TASK DETAILS: Output every record precisely.

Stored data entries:
------------
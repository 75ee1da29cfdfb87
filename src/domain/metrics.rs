// ==========================================
// SCM 推荐系统 - 指标与评分值对象
// ==========================================
// 生命周期: 每次运行按 SKU 新鲜计算，不缓存、不修改
// ==========================================

use crate::domain::types::PriorityLevel;
use serde::{Deserialize, Serialize};

/// 库存指标集
#[derive(Debug, Clone, Copy, PartialEq, Serialize, Deserialize)]
pub struct MetricSet {
    /// 周转率 = 销量 / 库存（2 位小数）
    pub turnover_ratio: f64,
    /// 日均需求 = 销量 / 30（不单独取整）
    pub daily_demand: f64,
    /// 再订货点 = 提前期 × 日均需求（2 位小数）
    pub reorder_point: f64,
    /// 安全库存 = 1.65 × 日均需求 × 0.3 × √提前期（2 位小数）
    pub safety_stock: f64,
    /// 单位收入 = 收入 / 销量（2 位小数）
    pub revenue_per_unit: f64,
}

/// 评分分项（可解释性）
#[derive(Debug, Clone, Copy, PartialEq, Serialize, Deserialize)]
pub struct ScoreBreakdown {
    pub revenue_score: f64,
    pub turnover_score: f64,
    pub stock_health: f64,
    pub stock_score: f64,
    pub lead_risk_score: f64,
}

impl ScoreBreakdown {
    /// 贡献最大的评分分项（并列时取先出现者）
    ///
    /// 返回 REVENUE / TURNOVER / STOCK / LEAD_TIME 之一
    pub fn primary_factor(&self) -> &'static str {
        let components = [
            ("REVENUE", self.revenue_score),
            ("TURNOVER", self.turnover_score),
            ("STOCK", self.stock_score),
            ("LEAD_TIME", self.lead_risk_score),
        ];
        components
            .iter()
            .fold(("REVENUE", f64::MIN), |best, (name, value)| {
                if *value > best.1 {
                    (*name, *value)
                } else {
                    best
                }
            })
            .0
    }
}

/// 优先级评分
#[derive(Debug, Clone, Copy, PartialEq, Serialize, Deserialize)]
pub struct PriorityScore {
    /// 综合得分 [0, 100]，2 位小数
    pub score: f64,
    pub level: PriorityLevel,
    pub breakdown: ScoreBreakdown,
}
------------
EXPECTED ANSWER:
repository 75ee1da29cfdfb87
filename src/domain/metrics.rs
// ==========================================
// SCM 推荐系统 - 指标与评分值对象
// ==========================================
// 生命周期: 每次运行按 SKU 新鲜计算，不缓存、不修改
// ==========================================

use crate::domain::types::PriorityLevel;
use serde::{Deserialize, Serialize};

/// 库存指标集
#[derive(Debug, Clone, Copy, PartialEq, Serialize, Deserialize)]
pub struct MetricSet {
    /// 周转率 = 销量 / 库存（2 位小数）
    pub turnover_ratio: f64,
    /// 日均需求 = 销量 / 30（不单独取整）
    pub daily_demand: f64,
    /// 再订货点 = 提前期 × 日均需求（2 位小数）
    pub reorder_point: f64,
    /// 安全库存 = 1.65 × 日均需求 × 0.3 × √提前期（2 位小数）
    pub safety_stock: f64,
    /// 单位收入 = 收入 / 销量（2 位小数）
    pub revenue_per_unit: f64,
}

/// 评分分项（可解释性）
#[derive(Debug, Clone, Copy, PartialEq, Serialize, Deserialize)]
pub struct ScoreBreakdown {
    pub revenue_score: f64,
    pub turnover_score: f64,
    pub stock_health: f64,
    pub stock_score: f64,
    pub lead_risk_score: f64,
}

impl ScoreBreakdown {
    /// 贡献最大的评分分项（并列时取先出现者）
    ///
    /// 返回 REVENUE / TURNOVER / STOCK / LEAD_TIME 之一
    pub fn primary_factor(&self) -> &'static str {
        let components = [
            ("REVENUE", self.revenue_score),
            ("TURNOVER", self.turnover_score),
            ("STOCK", self.stock_score),
            ("LEAD_TIME", self.lead_risk_score),
        ];
        components
            .iter()
            .fold(("REVENUE", f64::MIN), |best, (name, value)| {
                if *value > best.1 {
                    (*name, *value)
                } else {
                    best
                }
            })
            .0
    }
}

/// 优先级评分
#[derive(Debug, Clone, Copy, PartialEq, Serialize, Deserialize)]
pub struct PriorityScore {
    /// 综合得分 [0, 100]，2 位小数
    pub score: f64,
    pub level: PriorityLevel,
    pub breakdown: ScoreBreakdown,
}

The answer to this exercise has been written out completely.